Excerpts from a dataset

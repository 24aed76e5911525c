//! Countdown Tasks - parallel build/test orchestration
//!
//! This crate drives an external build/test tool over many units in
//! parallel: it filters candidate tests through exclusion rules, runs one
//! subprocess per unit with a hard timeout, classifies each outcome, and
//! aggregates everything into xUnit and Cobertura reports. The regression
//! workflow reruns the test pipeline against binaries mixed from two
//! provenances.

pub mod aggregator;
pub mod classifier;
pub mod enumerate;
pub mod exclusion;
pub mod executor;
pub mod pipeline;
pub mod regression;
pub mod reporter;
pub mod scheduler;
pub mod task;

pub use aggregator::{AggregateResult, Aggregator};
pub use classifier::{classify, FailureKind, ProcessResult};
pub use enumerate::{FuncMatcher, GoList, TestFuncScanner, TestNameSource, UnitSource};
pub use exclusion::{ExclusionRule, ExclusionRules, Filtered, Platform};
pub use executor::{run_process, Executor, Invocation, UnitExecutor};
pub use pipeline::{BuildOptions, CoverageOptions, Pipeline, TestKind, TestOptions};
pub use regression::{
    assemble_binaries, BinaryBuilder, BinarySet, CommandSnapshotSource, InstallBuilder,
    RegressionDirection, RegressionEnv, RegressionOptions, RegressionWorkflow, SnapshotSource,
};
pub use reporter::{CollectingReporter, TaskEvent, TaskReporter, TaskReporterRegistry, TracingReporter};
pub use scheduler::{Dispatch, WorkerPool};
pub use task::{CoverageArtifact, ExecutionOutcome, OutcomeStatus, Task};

* * *

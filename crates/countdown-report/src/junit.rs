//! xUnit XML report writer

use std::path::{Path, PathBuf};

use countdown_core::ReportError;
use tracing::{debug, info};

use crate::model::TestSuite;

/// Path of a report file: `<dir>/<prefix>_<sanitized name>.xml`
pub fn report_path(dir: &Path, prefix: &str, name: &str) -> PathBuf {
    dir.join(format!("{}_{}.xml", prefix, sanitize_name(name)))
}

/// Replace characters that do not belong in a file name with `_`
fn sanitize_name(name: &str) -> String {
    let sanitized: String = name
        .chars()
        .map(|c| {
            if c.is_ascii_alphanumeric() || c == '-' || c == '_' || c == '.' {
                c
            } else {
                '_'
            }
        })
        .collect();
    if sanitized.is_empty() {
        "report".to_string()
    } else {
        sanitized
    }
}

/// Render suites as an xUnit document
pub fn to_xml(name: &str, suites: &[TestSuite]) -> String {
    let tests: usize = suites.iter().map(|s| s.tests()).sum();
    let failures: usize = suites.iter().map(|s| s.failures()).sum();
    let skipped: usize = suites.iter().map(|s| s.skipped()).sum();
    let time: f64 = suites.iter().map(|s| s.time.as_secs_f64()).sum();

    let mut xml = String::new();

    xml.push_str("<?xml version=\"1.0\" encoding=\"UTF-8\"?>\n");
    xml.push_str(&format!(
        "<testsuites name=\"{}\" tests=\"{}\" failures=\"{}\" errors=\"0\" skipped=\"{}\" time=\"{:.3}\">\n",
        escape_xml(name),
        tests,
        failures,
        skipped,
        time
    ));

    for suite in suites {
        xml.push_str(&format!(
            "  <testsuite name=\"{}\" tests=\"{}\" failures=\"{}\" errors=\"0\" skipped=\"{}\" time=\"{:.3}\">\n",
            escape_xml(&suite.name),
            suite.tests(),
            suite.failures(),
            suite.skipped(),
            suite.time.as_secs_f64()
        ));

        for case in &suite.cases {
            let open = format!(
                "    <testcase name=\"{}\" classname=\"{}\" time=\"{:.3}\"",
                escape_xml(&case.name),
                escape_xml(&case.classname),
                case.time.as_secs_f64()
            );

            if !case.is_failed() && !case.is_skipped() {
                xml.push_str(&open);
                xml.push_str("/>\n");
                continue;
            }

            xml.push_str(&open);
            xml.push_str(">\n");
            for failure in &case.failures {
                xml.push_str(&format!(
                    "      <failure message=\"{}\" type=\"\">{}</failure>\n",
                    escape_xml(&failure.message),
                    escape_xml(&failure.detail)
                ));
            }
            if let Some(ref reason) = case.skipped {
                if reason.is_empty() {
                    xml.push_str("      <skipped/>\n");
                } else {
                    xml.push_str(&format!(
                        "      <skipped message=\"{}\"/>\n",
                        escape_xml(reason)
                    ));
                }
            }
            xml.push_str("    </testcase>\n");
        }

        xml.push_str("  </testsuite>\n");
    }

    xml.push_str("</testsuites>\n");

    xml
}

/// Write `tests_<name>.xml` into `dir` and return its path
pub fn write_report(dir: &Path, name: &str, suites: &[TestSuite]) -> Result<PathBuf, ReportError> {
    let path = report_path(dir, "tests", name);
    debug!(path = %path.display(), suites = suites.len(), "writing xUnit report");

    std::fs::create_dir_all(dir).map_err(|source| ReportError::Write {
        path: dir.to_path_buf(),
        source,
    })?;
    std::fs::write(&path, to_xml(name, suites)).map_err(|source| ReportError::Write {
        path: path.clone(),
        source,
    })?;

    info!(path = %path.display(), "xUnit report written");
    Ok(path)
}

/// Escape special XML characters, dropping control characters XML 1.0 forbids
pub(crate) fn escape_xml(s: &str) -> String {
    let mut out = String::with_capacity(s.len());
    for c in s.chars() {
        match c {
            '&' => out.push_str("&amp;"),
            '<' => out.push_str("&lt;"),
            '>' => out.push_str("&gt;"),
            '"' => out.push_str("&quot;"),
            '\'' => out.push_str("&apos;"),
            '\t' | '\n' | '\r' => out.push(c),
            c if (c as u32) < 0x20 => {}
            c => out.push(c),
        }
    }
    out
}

==

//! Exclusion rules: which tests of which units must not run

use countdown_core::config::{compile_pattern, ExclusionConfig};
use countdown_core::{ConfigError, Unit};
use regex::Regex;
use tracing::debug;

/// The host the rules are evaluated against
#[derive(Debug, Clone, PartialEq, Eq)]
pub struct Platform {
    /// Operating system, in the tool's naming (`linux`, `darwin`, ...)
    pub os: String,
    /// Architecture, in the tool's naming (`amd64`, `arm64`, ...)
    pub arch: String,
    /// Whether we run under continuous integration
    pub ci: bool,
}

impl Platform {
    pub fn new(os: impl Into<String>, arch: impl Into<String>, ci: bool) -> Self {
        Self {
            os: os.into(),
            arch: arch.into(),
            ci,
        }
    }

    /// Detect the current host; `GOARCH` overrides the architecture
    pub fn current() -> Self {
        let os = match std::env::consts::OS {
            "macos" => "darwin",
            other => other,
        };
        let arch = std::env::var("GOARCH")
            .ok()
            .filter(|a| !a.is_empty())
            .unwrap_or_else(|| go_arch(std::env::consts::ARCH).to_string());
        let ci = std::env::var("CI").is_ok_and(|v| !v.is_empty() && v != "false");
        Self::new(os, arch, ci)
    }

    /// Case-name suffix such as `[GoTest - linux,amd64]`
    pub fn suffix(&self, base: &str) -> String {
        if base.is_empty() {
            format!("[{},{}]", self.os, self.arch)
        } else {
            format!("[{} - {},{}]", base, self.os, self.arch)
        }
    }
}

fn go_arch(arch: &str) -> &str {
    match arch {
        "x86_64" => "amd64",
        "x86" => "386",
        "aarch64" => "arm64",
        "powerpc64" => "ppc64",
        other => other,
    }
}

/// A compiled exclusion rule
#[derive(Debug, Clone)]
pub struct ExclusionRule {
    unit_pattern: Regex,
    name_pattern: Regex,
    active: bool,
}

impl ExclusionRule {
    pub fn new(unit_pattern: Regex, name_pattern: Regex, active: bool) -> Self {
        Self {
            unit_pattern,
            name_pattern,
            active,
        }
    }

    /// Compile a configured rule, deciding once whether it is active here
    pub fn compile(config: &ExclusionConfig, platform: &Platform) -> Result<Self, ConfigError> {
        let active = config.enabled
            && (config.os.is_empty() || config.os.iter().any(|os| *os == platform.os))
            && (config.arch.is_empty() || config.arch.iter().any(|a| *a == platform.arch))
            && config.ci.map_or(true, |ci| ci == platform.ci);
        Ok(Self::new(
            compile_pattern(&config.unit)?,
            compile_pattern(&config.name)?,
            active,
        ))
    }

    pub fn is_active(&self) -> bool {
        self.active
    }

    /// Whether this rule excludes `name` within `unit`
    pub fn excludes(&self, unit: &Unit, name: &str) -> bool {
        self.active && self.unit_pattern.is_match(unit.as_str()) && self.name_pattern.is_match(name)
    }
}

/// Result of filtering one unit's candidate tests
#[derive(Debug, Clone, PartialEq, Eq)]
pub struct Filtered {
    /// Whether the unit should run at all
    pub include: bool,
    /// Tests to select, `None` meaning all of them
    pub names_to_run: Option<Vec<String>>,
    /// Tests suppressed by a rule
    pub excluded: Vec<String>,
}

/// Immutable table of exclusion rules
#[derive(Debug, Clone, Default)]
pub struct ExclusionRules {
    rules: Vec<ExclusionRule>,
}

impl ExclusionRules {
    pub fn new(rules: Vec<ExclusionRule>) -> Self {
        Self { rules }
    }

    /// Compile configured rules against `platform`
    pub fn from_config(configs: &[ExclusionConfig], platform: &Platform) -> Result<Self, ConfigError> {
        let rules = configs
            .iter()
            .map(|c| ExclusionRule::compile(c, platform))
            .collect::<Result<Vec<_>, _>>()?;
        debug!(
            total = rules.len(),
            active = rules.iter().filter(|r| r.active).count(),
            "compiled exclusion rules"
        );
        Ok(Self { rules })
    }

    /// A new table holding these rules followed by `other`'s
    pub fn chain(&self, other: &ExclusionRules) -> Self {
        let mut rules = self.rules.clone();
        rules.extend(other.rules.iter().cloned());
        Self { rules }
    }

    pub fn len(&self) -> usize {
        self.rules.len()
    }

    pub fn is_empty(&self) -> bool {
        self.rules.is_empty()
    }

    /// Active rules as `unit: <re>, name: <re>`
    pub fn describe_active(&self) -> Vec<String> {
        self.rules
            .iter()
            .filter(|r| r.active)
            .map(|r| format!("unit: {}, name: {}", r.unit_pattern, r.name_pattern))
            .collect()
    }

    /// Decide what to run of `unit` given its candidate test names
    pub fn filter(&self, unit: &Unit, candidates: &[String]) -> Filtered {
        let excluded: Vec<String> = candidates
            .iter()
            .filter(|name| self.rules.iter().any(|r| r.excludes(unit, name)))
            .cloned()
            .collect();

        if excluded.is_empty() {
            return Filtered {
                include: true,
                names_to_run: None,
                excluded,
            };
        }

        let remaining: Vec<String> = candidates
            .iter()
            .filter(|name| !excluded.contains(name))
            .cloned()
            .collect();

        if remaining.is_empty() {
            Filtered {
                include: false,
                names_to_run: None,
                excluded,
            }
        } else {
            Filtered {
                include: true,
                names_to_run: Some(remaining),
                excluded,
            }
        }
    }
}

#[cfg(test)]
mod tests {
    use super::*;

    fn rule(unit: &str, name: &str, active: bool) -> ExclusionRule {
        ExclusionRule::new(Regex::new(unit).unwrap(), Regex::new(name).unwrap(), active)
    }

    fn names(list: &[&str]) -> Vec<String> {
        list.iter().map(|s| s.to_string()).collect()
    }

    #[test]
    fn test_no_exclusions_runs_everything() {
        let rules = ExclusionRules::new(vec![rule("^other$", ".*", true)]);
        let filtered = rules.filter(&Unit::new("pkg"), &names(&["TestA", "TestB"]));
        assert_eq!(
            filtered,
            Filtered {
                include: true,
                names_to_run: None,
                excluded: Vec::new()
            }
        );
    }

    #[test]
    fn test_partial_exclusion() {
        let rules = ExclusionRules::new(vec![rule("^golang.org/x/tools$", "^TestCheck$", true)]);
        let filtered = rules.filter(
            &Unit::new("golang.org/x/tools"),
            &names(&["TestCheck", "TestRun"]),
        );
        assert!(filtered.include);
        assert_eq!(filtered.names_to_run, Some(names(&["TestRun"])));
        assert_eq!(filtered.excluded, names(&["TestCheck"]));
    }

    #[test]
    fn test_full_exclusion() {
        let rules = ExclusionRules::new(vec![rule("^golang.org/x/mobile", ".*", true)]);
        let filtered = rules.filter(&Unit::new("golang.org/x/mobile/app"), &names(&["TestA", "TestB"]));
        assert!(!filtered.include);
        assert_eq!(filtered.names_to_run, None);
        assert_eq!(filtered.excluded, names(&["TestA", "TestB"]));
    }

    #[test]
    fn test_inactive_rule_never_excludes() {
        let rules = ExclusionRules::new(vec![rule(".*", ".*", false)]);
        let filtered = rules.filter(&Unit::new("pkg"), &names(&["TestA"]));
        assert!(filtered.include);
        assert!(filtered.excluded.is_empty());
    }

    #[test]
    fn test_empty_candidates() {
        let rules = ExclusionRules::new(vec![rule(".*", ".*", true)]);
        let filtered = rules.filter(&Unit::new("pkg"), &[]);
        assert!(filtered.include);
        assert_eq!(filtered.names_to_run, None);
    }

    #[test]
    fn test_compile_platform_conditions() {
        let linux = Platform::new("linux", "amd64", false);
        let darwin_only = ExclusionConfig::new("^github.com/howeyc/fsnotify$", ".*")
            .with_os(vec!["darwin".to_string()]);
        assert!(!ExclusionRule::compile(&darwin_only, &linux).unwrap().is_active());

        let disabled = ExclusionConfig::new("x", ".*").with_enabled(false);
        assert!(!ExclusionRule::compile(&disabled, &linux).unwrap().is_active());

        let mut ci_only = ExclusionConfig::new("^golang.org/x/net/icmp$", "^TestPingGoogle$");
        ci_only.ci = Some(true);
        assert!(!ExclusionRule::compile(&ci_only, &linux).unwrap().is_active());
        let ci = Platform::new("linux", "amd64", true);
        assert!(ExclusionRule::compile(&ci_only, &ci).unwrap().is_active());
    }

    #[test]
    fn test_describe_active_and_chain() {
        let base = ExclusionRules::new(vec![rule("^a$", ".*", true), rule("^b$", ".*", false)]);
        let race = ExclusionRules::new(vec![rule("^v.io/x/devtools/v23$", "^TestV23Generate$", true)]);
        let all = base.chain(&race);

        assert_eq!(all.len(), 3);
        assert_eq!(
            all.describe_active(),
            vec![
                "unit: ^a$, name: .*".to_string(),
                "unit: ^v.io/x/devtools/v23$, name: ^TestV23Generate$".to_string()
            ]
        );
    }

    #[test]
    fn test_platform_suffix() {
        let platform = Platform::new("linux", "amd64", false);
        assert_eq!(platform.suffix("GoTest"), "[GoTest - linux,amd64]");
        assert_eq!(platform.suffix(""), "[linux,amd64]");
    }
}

■ WHAT IS BEING ASKED
Each line holding the string "ExclusionConfig" counts once. Work out the number of such lines in the data and give only that.

■ EXERCISE SOLUTION
6